Throughout history, monarchs and other heads of state were often held in enormous reverence and were thought to be endowed with super-human qualities. Through the principle of the divine right of kings, notably in medieval Europe, rulers were said to hold office by the will of God or the gods. Ancient Egypt, Imperial Japan, the Inca, the Aztecs, Tibet, Siam (now Thailand), and the Roman Empire are especially noted for redefining monarchs as "god-kings". Furthermore, the Imperial cult of ancient Rome identified emperors and some members of their families with the divinely sanctioned authority (auctoritas) of the Roman State.

The spread of democratic and secular ideas in Europe and North America in the 18th and 19th centuries made it increasingly difficult for monarchs to preserve this aura. However, the subsequent development of mass media, such as radio, enabled political leaders to project a positive image of themselves onto the masses as never before. It was from these circumstances in the 20th century that the most notorious personality cults arose. Often these cults are a form of political religion.

The advent of the Internet and the World Wide Web in the 21st century has renewed the personality cult phenomenon. Disinformation via social media platforms and the twenty-four hour news cycle has enabled the widespread dissemination and acceptance of deceptive information and propaganda. As a result, personality cults have grown and remained popular in many places, corresponding with a marked rise in authoritarian government across the world.

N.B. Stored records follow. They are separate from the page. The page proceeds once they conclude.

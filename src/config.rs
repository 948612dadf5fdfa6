//! Strongly-typed configuration loaded from the process environment.
//!
//! Values are read after loading a `.env` file if present. Every value is
//! validated up front; the binary refuses to start on a [`ConfigError`].

use std::env;
use std::fmt;
use std::num::ParseIntError;
use std::path::PathBuf;

use dotenvy::dotenv;
use serde::{Deserialize, Serialize};
use thiserror::Error;
use url::Url;

use crate::logging::LogConfig;
use crate::pipeline::{CaptureSettings, HarvestSettings, ListingLayout};
use crate::timing::{Deadlines, RetryPolicy};

pub const DEFAULT_PORT: u16 = 3000;
pub const DEFAULT_MAX_ITEMS: usize = 3;
pub const DEFAULT_SCREENSHOT_PATH: &str = "./screenshots";
pub const DEFAULT_SCREENSHOT_PREFIX: &str = "post";

/// Deployment environment; decides the log threshold.
#[derive(Debug, Clone, Copy, PartialEq, Eq, Default, Serialize, Deserialize)]
#[serde(rename_all = "lowercase")]
pub enum AppEnv {
    #[default]
    Development,
    Testing,
    Staging,
    Production,
}

impl AppEnv {
    fn parse(value: &str) -> Option<Self> {
        match value.trim().to_ascii_lowercase().as_str() {
            "development" => Some(AppEnv::Development),
            "testing" => Some(AppEnv::Testing),
            "staging" => Some(AppEnv::Staging),
            "production" => Some(AppEnv::Production),
            _ => None,
        }
    }
}

impl fmt::Display for AppEnv {
    fn fmt(&self, f: &mut fmt::Formatter<'_>) -> fmt::Result {
        let label = match self {
            AppEnv::Development => "development",
            AppEnv::Testing => "testing",
            AppEnv::Staging => "staging",
            AppEnv::Production => "production",
        };
        f.write_str(label)
    }
}

#[derive(Debug, Clone, PartialEq, Eq)]
pub struct HarvestConfig {
    pub target_url: Url,
    pub app_env: AppEnv,
    pub port: u16,
    pub headless: bool,
    pub save_screenshots: bool,
    pub screenshot_path: PathBuf,
    pub screenshot_prefix: String,
    pub max_items: usize,
    pub chrome_executable: Option<PathBuf>,
    pub layout: ListingLayout,
}

impl HarvestConfig {
    /// Defaults for everything but the listing URL.
    pub fn new(target_url: Url) -> Self {
        Self {
            target_url,
            app_env: AppEnv::default(),
            port: DEFAULT_PORT,
            headless: true,
            save_screenshots: false,
            screenshot_path: PathBuf::from(DEFAULT_SCREENSHOT_PATH),
            screenshot_prefix: DEFAULT_SCREENSHOT_PREFIX.to_string(),
            max_items: DEFAULT_MAX_ITEMS,
            chrome_executable: None,
            layout: ListingLayout::default(),
        }
    }

    /// Construct a configuration from environment variables, after loading a
    /// `.env` file if present.
    pub fn from_env() -> Result<Self, ConfigError> {
        let _ = dotenv();

        let raw_url = env_var("TARGET_URL").ok_or(ConfigError::Missing {
            field: "TARGET_URL",
        })?;
        let mut config = HarvestConfig::new(parse_url("TARGET_URL", &raw_url)?);

        if let Some(value) = env_var("APP_ENV") {
            config.app_env = AppEnv::parse(&value)
                .ok_or_else(|| ConfigError::invalid_enum("APP_ENV", value.clone()))?;
        }

        if let Some(value) = env_var("PORT") {
            config.port = parse_u16("PORT", &value)?;
        }

        if let Some(value) = env_var("HEADLESS") {
            config.headless = parse_bool("HEADLESS", &value)?;
        }

        if let Some(value) = env_var("SAVE_SCREENSHOTS") {
            config.save_screenshots = parse_bool("SAVE_SCREENSHOTS", &value)?;
        }

        if let Some(value) = env_var("SCREENSHOT_PATH") {
            config.screenshot_path = PathBuf::from(value);
        }

        if let Some(value) = env_var("SCREENSHOT_PREFIX") {
            config.screenshot_prefix = value;
        }

        if let Some(value) = env_var("MAX_ITEMS") {
            config.max_items = parse_usize("MAX_ITEMS", &value)?;
            if config.max_items == 0 {
                return Err(ConfigError::OutOfRange {
                    field: "MAX_ITEMS",
                    value,
                    expected: "at least 1",
                });
            }
        }

        if let Some(value) = env_var("HARVEST_CHROME_BIN") {
            config.chrome_executable = Some(PathBuf::from(value));
        }

        if let Some(value) = env_var("LISTING_CONTAINER_SELECTOR") {
            config.layout.container = value;
        }
        if let Some(value) = env_var("LISTING_ENTRY_SELECTOR") {
            config.layout.entry = value;
        }
        if let Some(value) = env_var("LISTING_TARGET_SELECTOR") {
            config.layout.target = value;
        }

        Ok(config)
    }

    /// Orchestrator settings with the default deadlines and retry policy.
    pub fn settings(&self) -> HarvestSettings {
        HarvestSettings {
            target_url: self.target_url.to_string(),
            max_items: self.max_items,
            layout: self.layout.clone(),
            capture: CaptureSettings {
                enabled: self.save_screenshots,
                directory: self.screenshot_path.clone(),
                prefix: self.screenshot_prefix.clone(),
            },
            deadlines: Deadlines::default(),
            retry: RetryPolicy::default(),
        }
    }

    pub fn log_config(&self) -> LogConfig {
        LogConfig::for_environment(self.app_env)
    }
}

/// Errors that can arise while constructing a [`HarvestConfig`].
#[derive(Debug, Error)]
pub enum ConfigError {
    #[error("{field} must be set")]
    Missing { field: &'static str },
    #[error("invalid value '{value}' for {field}")]
    InvalidEnumVariant { field: &'static str, value: String },
    #[error("invalid boolean '{value}' for {field}")]
    InvalidBool { field: &'static str, value: String },
    #[error("invalid number '{value}' for {field}: {source}")]
    InvalidNumber {
        field: &'static str,
        value: String,
        #[source]
        source: ParseIntError,
    },
    #[error("{field} must be {expected}, got '{value}'")]
    OutOfRange {
        field: &'static str,
        value: String,
        expected: &'static str,
    },
    #[error("invalid URL '{value}' for {field}: {reason}")]
    InvalidUrl {
        field: &'static str,
        value: String,
        reason: String,
    },
}

impl ConfigError {
    fn invalid_enum(field: &'static str, value: String) -> Self {
        ConfigError::InvalidEnumVariant { field, value }
    }
}

fn env_var(key: &str) -> Option<String> {
    env::var(key)
        .ok()
        .map(|value| value.trim().to_string())
        .filter(|value| !value.is_empty())
}

fn parse_bool(field: &'static str, value: &str) -> Result<bool, ConfigError> {
    match value.trim().to_ascii_lowercase().as_str() {
        "1" | "true" | "yes" | "on" => Ok(true),
        "0" | "false" | "no" | "off" => Ok(false),
        _ => Err(ConfigError::InvalidBool {
            field,
            value: value.to_string(),
        }),
    }
}

fn parse_u16(field: &'static str, value: &str) -> Result<u16, ConfigError> {
    value
        .trim()
        .parse::<u16>()
        .map_err(|source| ConfigError::InvalidNumber {
            field,
            value: value.to_string(),
            source,
        })
}

fn parse_usize(field: &'static str, value: &str) -> Result<usize, ConfigError> {
    value
        .trim()
        .parse::<usize>()
        .map_err(|source| ConfigError::InvalidNumber {
            field,
            value: value.to_string(),
            source,
        })
}

fn parse_url(field: &'static str, value: &str) -> Result<Url, ConfigError> {
    let invalid = |reason: String| ConfigError::InvalidUrl {
        field,
        value: value.to_string(),
        reason,
    };
    let url = Url::parse(value).map_err(|err| invalid(err.to_string()))?;
    match url.scheme() {
        "http" | "https" | "file" => Ok(url),
        other => Err(invalid(format!("unsupported scheme '{other}'"))),
    }
}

The term "cult of personality" probably appeared in English around 1800–1850, along with the French and German use. At first, it had no political connotations, but was instead closely related to the Romanticist "cult of genius". The first political use of the phrase appeared in a letter from Karl Marx to German political worker Wilhelm Blos dated to November 10, 1877:

Characteristics
There are various views about what constitutes a cult of personality in a leader. Historian Jan Plamper wrote that modern-day personality cults display five characteristics that set them apart from "their predecessors": The cults are secular and "anchored in popular sovereignty"; their objects are all males; they target the entire population, not only the well-to-do or just the ruling class; they use mass media; they exist where the mass media can be controlled enough to inhibit the introduction of "rival cults".

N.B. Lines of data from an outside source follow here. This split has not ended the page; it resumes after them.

//! Activate a listing entry and wait for the navigation it triggers.

use serde_json::json;

use crate::error::HarvestError;
use crate::logging::HarvestLogger;
use crate::metrics::{HarvestMetrics, ItemEvent};
use crate::session::{BrowsingSession, wait_for_visible};
use crate::timing::{Deadlines, RetryPolicy, with_deadline, with_retry};

/// One attempt: wait for the target to be visible, then click it while
/// awaiting the navigation it triggers.
async fn attempt_activation<S>(
    session: &S,
    locator: &str,
    deadlines: &Deadlines,
    logger: &HarvestLogger,
) -> Result<(), HarvestError>
where
    S: BrowsingSession + ?Sized,
{
    with_deadline(
        "visibility",
        deadlines.visibility,
        wait_for_visible(session, locator, deadlines.poll_interval, logger),
    )
    .await?;

    with_deadline("navigation", deadlines.navigation, async {
        tokio::try_join!(session.wait_for_navigation(), session.click(locator)).map(|_| ())
    })
    .await
}

/// Retry [`attempt_activation`] per `policy`. Exhaustion yields
/// [`HarvestError::Interaction`] wrapping the last attempt's failure.
pub async fn activate_and_await_navigation<S>(
    session: &S,
    locator: &str,
    deadlines: &Deadlines,
    policy: &RetryPolicy,
    logger: &HarvestLogger,
    metrics: &mut HarvestMetrics,
) -> Result<(), HarvestError>
where
    S: BrowsingSession + ?Sized,
{
    with_retry(
        policy,
        |_| attempt_activation(session, locator, deadlines, logger),
        |attempt, err| {
            metrics.record(ItemEvent::InteractionRetry);
            logger.warn(
                format!("activation attempt {attempt} failed, retrying: {err}"),
                Some("interaction"),
                Some(json!({ "locator": locator, "attempt": attempt })),
            );
        },
    )
    .await
    .map_err(|source| HarvestError::Interaction {
        locator: locator.to_string(),
        attempts: policy.max_attempts.max(1),
        source: Box::new(source),
    })
}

In his 2013 paper, "What is character and why it really does matter", Thomas A. Wright stated, "The cult of personality phenomenon refers to the idealized, even god-like, public image of an individual consciously shaped and molded through constant propaganda and media exposure. As a result, one is able to manipulate others based entirely on the influence of public personality ... the cult of personality perspective focuses on the often shallow, external images that many public figures cultivate to create an idealized and heroic image."

Adrian Teodor Popan defined a cult of personality as a "quantitatively exaggerated and qualitatively extravagant public demonstration of praise of the leader." He also identified three causal "necessary, but not sufficient, structural conditions, and a path-dependent chain of events which, together, lead to the cult formation: a particular combination of patrimonialism and clientelism, lack of dissidence, and systematic falsification pervading the society's culture."

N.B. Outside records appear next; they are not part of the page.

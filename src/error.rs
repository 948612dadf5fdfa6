//! Error taxonomy for harvest runs.
//!
//! Item-level variants (`Interaction`, `ReadinessTimeout`, `ExtractionTimeout`,
//! `Recovery`) are caught at the item boundary and never leave the
//! orchestrator. `InitialNavigation` aborts the run.

use std::time::Duration;

use thiserror::Error;

use crate::session::SessionError;

#[derive(Debug, Error)]
pub enum HarvestError {
    #[error("failed to activate '{locator}' after {attempts} attempts: {source}")]
    Interaction {
        locator: String,
        attempts: u32,
        #[source]
        source: Box<HarvestError>,
    },
    #[error("detail page did not reach extractable structure within {limit:?}")]
    ReadinessTimeout { limit: Duration },
    #[error("extraction did not finish within {limit:?}")]
    ExtractionTimeout { limit: Duration },
    #[error("failed to recover navigation to {url}: {source}")]
    Recovery {
        url: String,
        #[source]
        source: Box<HarvestError>,
    },
    #[error("initial navigation to {url} failed: {source}")]
    InitialNavigation {
        url: String,
        #[source]
        source: Box<HarvestError>,
    },
    #[error("{operation} timed out after {limit:?}")]
    Timeout {
        operation: &'static str,
        limit: Duration,
    },
    #[error(transparent)]
    Session(#[from] SessionError),
    #[error("invalid selector '{selector}': {reason}")]
    Selector { selector: String, reason: String },
}

impl HarvestError {
    /// Whether the failure came from a deadline rather than the browser.
    pub fn is_timeout(&self) -> bool {
        matches!(
            self,
            HarvestError::Timeout { .. }
                | HarvestError::ReadinessTimeout { .. }
                | HarvestError::ExtractionTimeout { .. }
        )
    }

    pub(crate) fn selector(selector: &str, reason: impl std::fmt::Display) -> Self {
        HarvestError::Selector {
            selector: selector.to_string(),
            reason: reason.to_string(),
        }
    }
}

#[cfg(test)]
mod tests {
    use super::*;

    #[test]
    fn timeout_variants_are_distinguished_from_session_failures() {
        let limit = Duration::from_secs(10);
        assert!(HarvestError::ReadinessTimeout { limit }.is_timeout());
        assert!(HarvestError::ExtractionTimeout { limit }.is_timeout());
        assert!(
            HarvestError::Timeout {
                operation: "resolve",
                limit
            }
            .is_timeout()
        );
        assert!(!HarvestError::Session(SessionError::Closed).is_timeout());
    }

    #[test]
    fn interaction_error_keeps_source_chain() {
        let err = HarvestError::Interaction {
            locator: ".d4:nth-child(1) > .dh".into(),
            attempts: 3,
            source: Box::new(HarvestError::Session(SessionError::ElementNotFound(
                ".d4:nth-child(1) > .dh".into(),
            ))),
        };
        let message = err.to_string();
        assert!(message.contains("after 3 attempts"));
        let source = std::error::Error::source(&err).expect("source");
        assert!(source.to_string().contains("not found"));
    }
}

One underlying characteristic, as explained by John Pittman, is the nature of the cult of personalities to be a patriarch. The idea of the cult of personalities that coincides with the Marxist movements gains popular footing among the men in power with the idea that they would be the "fathers of the people". By the end of the 1920s, the male features of the cults became more extreme. Pittman identifies that these features became roles including the "formal role for a [male] 'great leader' as a cultural focus of the apparatus of the regime: reliance on top-down 'administrative measures': and a pyramidal structure of authority" which was created by a single ideal.

The role of mass media
The mass media have played an instrumental role in forging national leaders' cults of personality. The modern cult of personality has arisen in large part due to how the leader is presented through the media. The modern cult of personality developed alongside the media. The twentieth century brought technological advancements that made it possible for regimes to package propaganda in the form of radio broadcasts, films, and later content on the internet. Today, governments are capable of isolating citizens from the outside world and creating a monopoly of what citizens have access to, making it much easier to foster a cult of personality.

Writing in 2013, Thomas A. Wright observed that "[i]t is becoming evident that the charismatic leader, especially in politics, has increasingly become the product of media and self-exposure." Focusing on the media in the United States, Robert N. Bellah added, "It is hard to determine the extent to which the media reflect the cult of personality in American politics and to what extent they have created it. Surely they did not create it all alone, but just as surely they have contributed to it. In any case, American politics is dominated by the personalities of political leaders to an extent rare in the modern world ... in the personalized politics of recent years the 'charisma' of the leader may be almost entirely a product of media exposure."

Purpose

Often, a single leader became associated with this revolutionary transformation and came to be treated as a benevolent "guide" for the nation without whom the claimed transformation to a better future could not occur. Generally, this has been the justification for personality cults that arose in totalitarian societies, such as those of Adolf Hitler, Joseph Stalin, and Mao Zedong.

Admiration for Mao Zedong has remained widespread in China in spite of his actions. In December 2013, a Global Times poll revealed that over 85% of Chinese viewed Mao's achievements as outweighing his mistakes.

Jan Plamper argues while Napoleon III made some innovations in France, it was Benito Mussolini in Italy in the 1920s who originated the model of dictator-as-cult-figure that was emulated by Hitler, Stalin and the others, using the propaganda powers of a totalitarian state.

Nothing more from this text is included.